Sex and Gasoline is a collection of songs about women –- lovers, daughters, friends, Madonnas and whores -- often told from an imagined female point of view. A Montana blizzard couldn’t put Rodney Crowell in any more peril, not in this sexual/political climate. But his craftsmanship is so fine-tuned that he manages to pull off a song like "The Rise and Fall of Intelligent Design" that begins: "If I could have just one wish, maybe for an hour, I’d want to be a woman, and feel that phantom power…."

Rodney says that "Intelligent Design" and the title song, "Sex and Gasoline," wrap up a cycle of what he calls "manifestos" – songs of social commentary that grew out of his struggle to come to terms with the new millennium. But it’s the second stanza of "Intelligent Design" that reveals the theme he’s been exploring all along: "Maybe I could find out if I’m a half decent man, or if I’m just a joke…" In the end, by adopting a woman’s point of view, he tackles what it means to be a father, a husband, a friend. A man. It’s no accident that the album lands on the simple, wry and beautiful song, "Closer to Heaven." It starts out as a rant by a grumpy imaginary narrator and breaks into a heartfelt catalogue of the things that matter most to Rodney Crowell: "I love my friends, I love my wife. Four little babies, are the light of my life…"

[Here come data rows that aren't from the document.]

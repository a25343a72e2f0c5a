// Copyright 2026, Jeroen van Erp <jeroen@geeko.me>
// SPDX-License-Identifier: Apache-2.0
pub mod cli;
pub mod config;
pub mod constants;
pub mod error;
pub mod kubernetes;
pub mod password;
pub mod rotation;
pub mod types;

#[cfg(test)]
pub mod test_utils;
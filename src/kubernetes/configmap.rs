// Copyright 2026, Jeroen van Erp <jeroen@geeko.me>
// SPDX-License-Identifier: Apache-2.0

//! Account enablement in the Argo CD config map

use crate::constants::{account::CAPABILITIES, FIELD_MANAGER};
use crate::types::Username;
use k8s_openapi::api::core::v1::ConfigMap;
use kube::{
    api::{Patch, PatchParams},
    Api, Client,
};
use std::collections::BTreeMap;
use std::fmt;
use tracing::{debug, instrument};

/// Result of the best-effort config map patch
#[derive(Debug)]
pub enum ConfigPatchOutcome {
    /// The account entry was added or its capabilities changed
    AppliedNew,
    /// The entry already carried the capabilities, or the API reported a conflict
    Conflict(String),
    /// Anything else went wrong talking to the API server
    TransportError(kube::Error),
}

impl fmt::Display for ConfigPatchOutcome {
    fn fmt(&self, f: &mut fmt::Formatter<'_>) -> fmt::Result {
        match self {
            ConfigPatchOutcome::AppliedNew => f.write_str("applied"),
            ConfigPatchOutcome::Conflict(reason) => write!(f, "conflict: {}", reason),
            ConfigPatchOutcome::TransportError(e) => write!(f, "transport error: {}", e),
        }
    }
}

/// Merge `accounts.<username>: apiKey,login` into the config map
#[instrument(skip(client))]
pub async fn enable_account(
    client: &Client,
    namespace: &str,
    name: &str,
    username: &Username,
) -> ConfigPatchOutcome {
    let config_maps: Api<ConfigMap> = Api::namespaced(client.clone(), namespace);
    let key = username.enablement_key();

    let current = match config_maps.get(name).await {
        Ok(cm) => cm,
        Err(e) => return classify(e),
    };

    let existing = current.data.as_ref().and_then(|d| d.get(&key));
    if existing.is_some_and(|v| v == CAPABILITIES) {
        debug!("{} already set to {}", key, CAPABILITIES);
        return ConfigPatchOutcome::Conflict(format!("{} already exists", key));
    }

    let patch = serde_json::json!({
        "data": BTreeMap::from([(key.as_str(), CAPABILITIES)])
    });

    match config_maps
        .patch(name, &PatchParams::apply(FIELD_MANAGER), &Patch::Merge(&patch))
        .await
    {
        Ok(_) => ConfigPatchOutcome::AppliedNew,
        Err(e) => classify(e),
    }
}

fn classify(error: kube::Error) -> ConfigPatchOutcome {
    match error {
        kube::Error::Api(err) if err.code == 409 => ConfigPatchOutcome::Conflict(err.message),
        e => ConfigPatchOutcome::TransportError(e),
    }
}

Like I said, it’s dangerous to own a heart this wide-open. But these kinds of epiphanies have been Rodney Crowell’s trademark since the early 1970’s, when he migrated from Texas to Nashville to learn to be a songwriter. The strength of his writing, singing and guitar playing earned him a spot with Emmylou Harris’s Hot Band and launched his career.

Here are some things you probably already know about Rodney Crowell. In 1977, he formed his own group, The Cherry Bombs, and in 1978 released his first album, Ain’t Living Long Like This.